**Exercise material**:
::::::::::

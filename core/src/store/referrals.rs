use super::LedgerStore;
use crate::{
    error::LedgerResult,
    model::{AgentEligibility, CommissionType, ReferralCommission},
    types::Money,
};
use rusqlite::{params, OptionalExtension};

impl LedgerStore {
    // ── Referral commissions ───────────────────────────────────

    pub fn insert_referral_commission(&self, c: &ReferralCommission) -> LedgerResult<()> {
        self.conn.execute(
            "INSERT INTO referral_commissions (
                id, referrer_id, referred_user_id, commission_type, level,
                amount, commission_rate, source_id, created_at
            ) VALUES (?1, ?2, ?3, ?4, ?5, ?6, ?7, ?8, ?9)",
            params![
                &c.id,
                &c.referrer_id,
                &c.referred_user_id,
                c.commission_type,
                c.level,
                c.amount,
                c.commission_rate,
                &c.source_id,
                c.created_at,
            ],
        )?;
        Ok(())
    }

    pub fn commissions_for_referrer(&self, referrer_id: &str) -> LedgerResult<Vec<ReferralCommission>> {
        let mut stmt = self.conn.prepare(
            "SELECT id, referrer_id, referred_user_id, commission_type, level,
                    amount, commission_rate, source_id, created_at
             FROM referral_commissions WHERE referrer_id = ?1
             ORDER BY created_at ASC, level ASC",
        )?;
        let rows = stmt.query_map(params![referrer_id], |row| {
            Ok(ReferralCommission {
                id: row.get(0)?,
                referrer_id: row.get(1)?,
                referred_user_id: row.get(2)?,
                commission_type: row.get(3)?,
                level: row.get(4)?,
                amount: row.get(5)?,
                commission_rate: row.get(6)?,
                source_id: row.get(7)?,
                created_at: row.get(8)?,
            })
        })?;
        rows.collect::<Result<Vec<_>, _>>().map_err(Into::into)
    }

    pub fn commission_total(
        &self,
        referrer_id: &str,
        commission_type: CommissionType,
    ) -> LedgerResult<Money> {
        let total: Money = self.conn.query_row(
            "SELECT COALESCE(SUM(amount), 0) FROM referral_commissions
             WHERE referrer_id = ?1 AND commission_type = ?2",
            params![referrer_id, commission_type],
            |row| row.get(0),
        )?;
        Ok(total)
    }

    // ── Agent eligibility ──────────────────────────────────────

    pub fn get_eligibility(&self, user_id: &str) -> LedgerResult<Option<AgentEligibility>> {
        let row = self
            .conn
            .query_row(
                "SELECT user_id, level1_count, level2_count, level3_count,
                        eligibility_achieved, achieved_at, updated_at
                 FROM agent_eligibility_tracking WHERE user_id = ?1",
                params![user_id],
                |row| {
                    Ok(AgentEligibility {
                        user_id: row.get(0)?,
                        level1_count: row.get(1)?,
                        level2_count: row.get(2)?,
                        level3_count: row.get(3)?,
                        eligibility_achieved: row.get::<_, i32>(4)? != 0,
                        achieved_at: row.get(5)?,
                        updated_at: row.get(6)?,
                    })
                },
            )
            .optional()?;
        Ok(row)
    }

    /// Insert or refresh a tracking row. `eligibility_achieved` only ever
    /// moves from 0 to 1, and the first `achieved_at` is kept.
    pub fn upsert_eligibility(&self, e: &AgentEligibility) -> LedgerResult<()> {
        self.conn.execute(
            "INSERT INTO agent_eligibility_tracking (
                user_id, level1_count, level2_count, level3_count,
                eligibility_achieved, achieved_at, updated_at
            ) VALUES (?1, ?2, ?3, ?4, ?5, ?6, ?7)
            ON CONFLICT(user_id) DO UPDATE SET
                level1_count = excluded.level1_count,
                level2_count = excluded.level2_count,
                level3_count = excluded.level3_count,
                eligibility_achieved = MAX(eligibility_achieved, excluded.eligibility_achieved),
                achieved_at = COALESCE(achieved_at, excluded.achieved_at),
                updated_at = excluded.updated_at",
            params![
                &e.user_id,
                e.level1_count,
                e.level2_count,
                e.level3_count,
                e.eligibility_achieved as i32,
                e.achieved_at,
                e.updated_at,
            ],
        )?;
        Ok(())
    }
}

::::::::::

**Task details**:
Starting with the first line of the records above, give back each line exactly until the line with "Referral commissions ───────────────────────────────────" has been given as well.

**Response below**:
filename core/src/store/referrals.rs
use super::LedgerStore;
use crate::{
    error::LedgerResult,
    model::{AgentEligibility, CommissionType, ReferralCommission},
    types::Money,
};
use rusqlite::{params, OptionalExtension};

impl LedgerStore {
    // ── Referral commissions ───────────────────────────────────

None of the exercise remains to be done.